In the listing below, find the line containing "if *owner != desc.identity" and the line containing "put it back.". Repeat exactly those two lines and every line between them, nothing more.
[Start of Attachment]
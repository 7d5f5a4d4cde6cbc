//! Installation engine.
//!
//! Executes a resolved operation plan against the filesystem. Each install
//! stages its payload into a temporary directory, re-validates path
//! ownership against the live registry (the plan was made against a
//! snapshot, so state may have drifted), then moves the staged subtree into
//! place with a single rename. A failed or cancelled operation leaves no
//! partial addon visible.
//!
//! The plan as a whole is not transactional: a failure halts the remaining
//! operations, but operations already committed stay committed. Addons are
//! independent units, so partial application is an inspectable state, not
//! corruption.

use std::collections::BTreeSet;
use std::fmt;
use std::fs;
use std::io::{self, Cursor};
use std::path::{Path, PathBuf};
use std::sync::atomic::{AtomicBool, Ordering};
use std::sync::{Arc, Mutex};

use thiserror::Error;
use tracing::{debug, info, warn};

use crate::descriptor::{self, AddonDescriptor, AddonIdentity, Provenance};
use crate::registry::{COMPENDIUM_FILE, InstalledAddon, SharedRegistry};
use crate::resolver::{OpKind, Operation, OperationPlan};

/// Cooperative cancellation flag, shared with in-flight downloads.
#[derive(Debug, Clone, Default)]
pub struct CancelToken {
    flag: Arc<AtomicBool>,
}

impl CancelToken {
    /// Creates a token in the not-cancelled state.
    #[must_use]
    pub fn new() -> Self {
        Self::default()
    }

    /// Requests cancellation.
    pub fn cancel(&self) {
        self.flag.store(true, Ordering::SeqCst);
    }

    /// True once cancellation was requested.
    #[must_use]
    pub fn is_cancelled(&self) -> bool {
        self.flag.load(Ordering::SeqCst)
    }
}

/// Download collaborator: turns a descriptor's download location into the
/// raw zip payload. Implementations should poll the token and bail early on
/// cancellation.
pub trait PayloadSource {
    /// Fetches the payload archive for a descriptor.
    fn fetch(
        &self,
        descriptor: &AddonDescriptor,
        cancel: &CancelToken,
    ) -> Result<Vec<u8>, EngineError>;
}

/// Commit-time failure of a single operation.
#[derive(Debug, Error)]
pub enum EngineError {
    /// The payload could not be fetched or did not match its manifest.
    #[error("download failed for {identity}: {reason}")]
    DownloadFailed {
        /// Addon whose payload failed.
        identity: AddonIdentity,
        /// Transport or payload-shape problem.
        reason: String,
    },
    /// A manifest path is owned by a different installed addon.
    #[error("path conflict: {path} is owned by {owner}")]
    PathConflict {
        /// The contested relative path.
        path: String,
        /// The installed addon that owns it.
        owner: AddonIdentity,
    },
    /// Permissions, disk full, or other I/O trouble.
    #[error("filesystem error: {0}")]
    FilesystemError(#[from] io::Error),
    /// Another install of the same addon identity is in flight.
    #[error("addon {0} is already being modified")]
    ConcurrentModification(AddonIdentity),
    /// The user cancelled before this operation committed.
    #[error("operation cancelled")]
    Cancelled,
}

/// Outcome of one planned operation.
#[derive(Debug)]
pub enum OpStatus {
    /// The operation committed; registry and disk were updated.
    Committed,
    /// The operation failed; nothing of it is visible on disk.
    Failed(EngineError),
    /// A previous failure halted the plan before this operation ran.
    Skipped,
}

/// Per-operation record in an execution report.
#[derive(Debug)]
pub struct OperationOutcome {
    /// Addon the operation targeted.
    pub identity: AddonIdentity,
    /// What was attempted.
    pub kind: OpKind,
    /// How it went.
    pub status: OpStatus,
}

/// What the engine did with a plan, operation by operation.
#[derive(Debug, Default)]
pub struct ExecutionReport {
    /// One record per planned operation, in plan order.
    pub outcomes: Vec<OperationOutcome>,
}

impl ExecutionReport {
    /// True when every operation committed.
    #[must_use]
    pub fn all_committed(&self) -> bool {
        self.outcomes
            .iter()
            .all(|o| matches!(o.status, OpStatus::Committed))
    }

    /// Identities of committed operations, in commit order.
    #[must_use]
    pub fn committed(&self) -> Vec<&AddonIdentity> {
        self.outcomes
            .iter()
            .filter(|o| matches!(o.status, OpStatus::Committed))
            .map(|o| &o.identity)
            .collect()
    }

    /// The first failure, if any.
    #[must_use]
    pub fn first_failure(&self) -> Option<(&AddonIdentity, &EngineError)> {
        self.outcomes.iter().find_map(|o| match &o.status {
            OpStatus::Failed(e) => Some((&o.identity, e)),
            _ => None,
        })
    }
}

impl fmt::Display for ExecutionReport {
    fn fmt(&self, f: &mut fmt::Formatter<'_>) -> fmt::Result {
        for outcome in &self.outcomes {
            let status = match &outcome.status {
                OpStatus::Committed => "ok".to_string(),
                OpStatus::Failed(e) => format!("failed: {}", e),
                OpStatus::Skipped => "skipped".to_string(),
            };
            writeln!(f, "{} {}: {}", outcome.kind, outcome.identity, status)?;
        }
        Ok(())
    }
}

/// Executes operation plans against an addon directory tree.
pub struct InstallEngine {
    registry: SharedRegistry,
    scan_root: PathBuf,
    in_flight: Arc<Mutex<BTreeSet<AddonIdentity>>>,
}

impl InstallEngine {
    /// Creates an engine rooted at the addon directory tree.
    #[must_use]
    pub fn new(registry: SharedRegistry, scan_root: PathBuf) -> Self {
        Self {
            registry,
            scan_root,
            in_flight: Arc::new(Mutex::new(BTreeSet::new())),
        }
    }

    /// Executes the plan operation-by-operation. A failure halts the
    /// remaining operations; committed operations are not rolled back.
    pub fn execute(
        &self,
        plan: &OperationPlan,
        source: &dyn PayloadSource,
        cancel: &CancelToken,
    ) -> ExecutionReport {
        let mut report = ExecutionReport::default();
        let mut halted = false;

        for op in plan.operations() {
            if halted {
                report.outcomes.push(OperationOutcome {
                    identity: op.identity().clone(),
                    kind: op.kind,
                    status: OpStatus::Skipped,
                });
                continue;
            }

            let status = match self.run_operation(op, source, cancel) {
                Ok(()) => {
                    info!("{} {} committed", op.kind, op.identity());
                    OpStatus::Committed
                }
                Err(e) => {
                    warn!("{} {} failed: {}", op.kind, op.identity(), e);
                    halted = true;
                    OpStatus::Failed(e)
                }
            };
            report.outcomes.push(OperationOutcome {
                identity: op.identity().clone(),
                kind: op.kind,
                status,
            });
        }

        report
    }

    fn run_operation(
        &self,
        op: &Operation,
        source: &dyn PayloadSource,
        cancel: &CancelToken,
    ) -> Result<(), EngineError> {
        let _guard = InFlightGuard::claim(&self.in_flight, op.identity())?;

        if cancel.is_cancelled() {
            return Err(EngineError::Cancelled);
        }

        match op.kind {
            OpKind::Install | OpKind::Update => self.install(&op.descriptor, source, cancel),
            OpKind::Remove => self.remove(&op.descriptor),
        }
    }

    /// Stage, verify, and atomically commit one install or update.
    fn install(
        &self,
        desc: &AddonDescriptor,
        source: &dyn PayloadSource,
        cancel: &CancelToken,
    ) -> Result<(), EngineError> {
        let payload = source.fetch(desc, cancel)?;
        if cancel.is_cancelled() {
            return Err(EngineError::Cancelled);
        }

        let category_dir = self.scan_root.join(desc.identity.category.dir_name());
        fs::create_dir_all(&category_dir)?;

        // Stage on the same filesystem as the target so the final rename is
        // atomic. The TempDir cleans itself up on any early return.
        let staging = tempfile::Builder::new()
            .prefix(".staging-")
            .tempdir_in(&self.scan_root)?;

        extract_payload(desc, &payload, staging.path())?;
        if cancel.is_cancelled() {
            return Err(EngineError::Cancelled);
        }

        // The staged subtree carries its own descriptor, per the disk
        // layout contract: payload files plus one compendium per addon.
        let mut local = desc.clone();
        local.provenance = Provenance::Local;
        let compendium =
            descriptor::to_toml(&local).map_err(|e| EngineError::DownloadFailed {
                identity: desc.identity.clone(),
                reason: format!("descriptor re-serialization: {}", e),
            })?;
        let staged_subtree = staging.path().join(desc.subtree());
        fs::write(staged_subtree.join(COMPENDIUM_FILE), compendium)?;

        // Pessimistic commit: ownership is re-checked under the write lock,
        // then the rename and the registry update happen together.
        self.registry.write(|registry| {
            for path in &desc.files {
                if let Some(owner) = registry.owner_of(desc.identity.category, path) {
                    if *owner != desc.identity {
                        return Err(EngineError::PathConflict {
                            path: path.clone(),
                            owner: owner.clone(),
                        });
                    }
                }
            }

            let target = category_dir.join(desc.subtree());
            let mut displaced: Option<(PathBuf, PathBuf)> = None;
            if let Some(previous) = registry.get_installed(&desc.identity) {
                // Updating: move the old subtree aside rather than deleting
                // it, so a failed commit can put it back.
                let old_subtree = category_dir.join(previous.descriptor.subtree());
                if old_subtree.exists() {
                    let aside = staging.path().join("replaced");
                    fs::rename(&old_subtree, &aside)?;
                    displaced = Some((aside, old_subtree));
                }
            } else if target.exists() {
                // Something unregistered sits where this addon wants to go.
                return Err(EngineError::PathConflict {
                    path: desc.subtree().to_string(),
                    owner: desc.identity.clone(),
                });
            }

            if let Err(e) = fs::rename(&staged_subtree, &target) {
                if let Some((aside, original)) = &displaced {
                    let _ = fs::rename(aside, original);
                }
                return Err(EngineError::FilesystemError(e));
            }
            // The displaced old version goes away with the staging dir.
            registry.record_installed(InstalledAddon::new(local.clone(), desc.files.clone()));
            debug!("installed {} into {}", desc.identity, target.display());
            Ok(())
        })
    }

    /// Deletes an addon's owned files and drops its registry entry. The
    /// startup hook dies with the entry: hooks are derived from the
    /// installed set.
    fn remove(&self, desc: &AddonDescriptor) -> Result<(), EngineError> {
        let category_dir = self.scan_root.join(desc.identity.category.dir_name());

        self.registry.write(|registry| {
            let Some(installed) = registry.get_installed(&desc.identity) else {
                // Already gone; removal is idempotent.
                return Ok(());
            };
            let owned = installed.owned_files.clone();
            let subtree = category_dir.join(installed.descriptor.subtree());

            for path in &owned {
                let absolute = category_dir.join(path);
                match fs::remove_file(&absolute) {
                    Ok(()) => {}
                    Err(e) if e.kind() == io::ErrorKind::NotFound => {}
                    Err(e) => return Err(EngineError::FilesystemError(e)),
                }
            }

            let _ = fs::remove_file(subtree.join(COMPENDIUM_FILE));
            remove_empty_dirs(&subtree);

            registry.remove_installed(&desc.identity);
            debug!("removed {}", desc.identity);
            Ok(())
        })
    }
}

/// Extracts the zip payload under `dest` and verifies it produces exactly
/// the descriptor's file manifest.
fn extract_payload(
    desc: &AddonDescriptor,
    payload: &[u8],
    dest: &Path,
) -> Result<(), EngineError> {
    let download_err = |reason: String| EngineError::DownloadFailed {
        identity: desc.identity.clone(),
        reason,
    };

    let mut archive = zip::ZipArchive::new(Cursor::new(payload))
        .map_err(|e| download_err(format!("unreadable archive: {}", e)))?;

    let mut produced: BTreeSet<String> = BTreeSet::new();
    for i in 0..archive.len() {
        let mut entry = archive
            .by_index(i)
            .map_err(|e| download_err(format!("unreadable archive entry: {}", e)))?;

        // enclosed_name rejects absolute paths and `..` traversal.
        let Some(relative) = entry.enclosed_name() else {
            return Err(download_err(format!("unsafe archive path: {}", entry.name())));
        };

        if entry.is_dir() {
            fs::create_dir_all(dest.join(&relative))?;
            continue;
        }

        let out_path = dest.join(&relative);
        if let Some(parent) = out_path.parent() {
            fs::create_dir_all(parent)?;
        }
        let mut out = fs::File::create(&out_path)?;
        io::copy(&mut entry, &mut out)?;
        produced.insert(entry.name().trim_start_matches("./").to_string());
    }

    let expected: BTreeSet<String> = desc.files.iter().cloned().collect();
    if produced != expected {
        return Err(download_err("payload does not match file manifest".to_string()));
    }

    Ok(())
}

/// Prunes now-empty directories bottom-up, leaving user files alone.
fn remove_empty_dirs(root: &Path) {
    let Ok(entries) = fs::read_dir(root) else {
        return;
    };
    for entry in entries.flatten() {
        if entry.path().is_dir() {
            remove_empty_dirs(&entry.path());
        }
    }
    let _ = fs::remove_dir(root);
}

/// Per-identity claim: concurrent installs of different addons may proceed,
/// a second install of the same identity is rejected.
struct InFlightGuard {
    set: Arc<Mutex<BTreeSet<AddonIdentity>>>,
    identity: AddonIdentity,
}

impl InFlightGuard {
    fn claim(
        set: &Arc<Mutex<BTreeSet<AddonIdentity>>>,
        identity: &AddonIdentity,
    ) -> Result<Self, EngineError> {
        let mut guard = set.lock().unwrap_or_else(|e| e.into_inner());
        if !guard.insert(identity.clone()) {
            return Err(EngineError::ConcurrentModification(identity.clone()));
        }
        Ok(Self {
            set: Arc::clone(set),
            identity: identity.clone(),
        })
    }
}

impl Drop for InFlightGuard {
    fn drop(&mut self) {
        let mut guard = self.set.lock().unwrap_or_else(|e| e.into_inner());
        guard.remove(&self.identity);
    }
}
[End of Attachment]
Answer area ->
                    if *owner != desc.identity {
                        return Err(EngineError::PathConflict {
                            path: path.clone(),
                            owner: owner.clone(),
                        });
                    }
                }
            }

            let target = category_dir.join(desc.subtree());
            let mut displaced: Option<(PathBuf, PathBuf)> = None;
            if let Some(previous) = registry.get_installed(&desc.identity) {
                // Updating: move the old subtree aside rather than deleting
                // it, so a failed commit can put it back.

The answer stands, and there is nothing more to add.